WHAT TO WORK ON –
With the line that contains "parse_quantity(&result)" as the first line, output exactly every line through the end of the material.
- Opening Delimiter -
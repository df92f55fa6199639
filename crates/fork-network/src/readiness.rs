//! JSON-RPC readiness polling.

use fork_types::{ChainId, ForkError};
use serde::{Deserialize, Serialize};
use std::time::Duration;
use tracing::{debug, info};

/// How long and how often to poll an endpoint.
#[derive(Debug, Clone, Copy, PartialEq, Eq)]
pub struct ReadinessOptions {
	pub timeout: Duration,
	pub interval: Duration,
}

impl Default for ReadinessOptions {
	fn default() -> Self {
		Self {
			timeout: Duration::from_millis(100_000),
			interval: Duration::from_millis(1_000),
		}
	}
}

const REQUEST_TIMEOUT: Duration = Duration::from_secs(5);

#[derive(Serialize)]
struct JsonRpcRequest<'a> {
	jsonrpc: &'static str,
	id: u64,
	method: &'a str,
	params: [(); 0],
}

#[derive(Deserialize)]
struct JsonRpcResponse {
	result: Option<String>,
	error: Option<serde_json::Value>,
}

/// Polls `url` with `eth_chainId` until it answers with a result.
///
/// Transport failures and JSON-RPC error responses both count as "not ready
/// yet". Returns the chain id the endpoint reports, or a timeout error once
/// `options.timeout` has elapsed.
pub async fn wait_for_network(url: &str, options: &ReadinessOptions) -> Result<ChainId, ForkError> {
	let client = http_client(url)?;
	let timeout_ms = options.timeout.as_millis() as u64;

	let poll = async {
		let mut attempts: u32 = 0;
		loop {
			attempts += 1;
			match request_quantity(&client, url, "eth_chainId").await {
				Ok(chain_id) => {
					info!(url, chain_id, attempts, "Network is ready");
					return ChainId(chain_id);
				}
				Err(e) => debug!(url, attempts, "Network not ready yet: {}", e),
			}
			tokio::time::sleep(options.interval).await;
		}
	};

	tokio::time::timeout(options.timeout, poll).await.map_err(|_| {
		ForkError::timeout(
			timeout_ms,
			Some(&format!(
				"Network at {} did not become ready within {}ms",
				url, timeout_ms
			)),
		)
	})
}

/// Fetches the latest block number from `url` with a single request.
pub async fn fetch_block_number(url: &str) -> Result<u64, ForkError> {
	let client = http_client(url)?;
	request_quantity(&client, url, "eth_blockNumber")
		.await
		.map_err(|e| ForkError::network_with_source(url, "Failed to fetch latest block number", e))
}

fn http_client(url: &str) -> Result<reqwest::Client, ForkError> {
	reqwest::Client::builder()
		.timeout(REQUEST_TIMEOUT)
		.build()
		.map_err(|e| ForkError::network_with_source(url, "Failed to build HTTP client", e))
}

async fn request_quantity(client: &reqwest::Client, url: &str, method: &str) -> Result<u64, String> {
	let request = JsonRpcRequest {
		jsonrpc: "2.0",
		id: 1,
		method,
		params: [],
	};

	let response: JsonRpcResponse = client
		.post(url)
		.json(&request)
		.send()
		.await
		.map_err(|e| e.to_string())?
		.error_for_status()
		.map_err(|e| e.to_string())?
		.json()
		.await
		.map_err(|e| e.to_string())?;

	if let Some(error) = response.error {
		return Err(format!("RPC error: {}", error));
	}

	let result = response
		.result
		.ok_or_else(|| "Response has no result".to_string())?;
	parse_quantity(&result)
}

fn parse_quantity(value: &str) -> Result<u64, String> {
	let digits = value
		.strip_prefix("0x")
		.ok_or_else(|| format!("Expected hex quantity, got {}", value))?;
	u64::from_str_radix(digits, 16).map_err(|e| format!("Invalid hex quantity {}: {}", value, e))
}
- Closing Delimiter -
SOLUTION TO THIS EXERCISE –
	parse_quantity(&result)
}

fn parse_quantity(value: &str) -> Result<u64, String> {
	let digits = value
		.strip_prefix("0x")
		.ok_or_else(|| format!("Expected hex quantity, got {}", value))?;
	u64::from_str_radix(digits, 16).map_err(|e| format!("Invalid hex quantity {}: {}", value, e))
}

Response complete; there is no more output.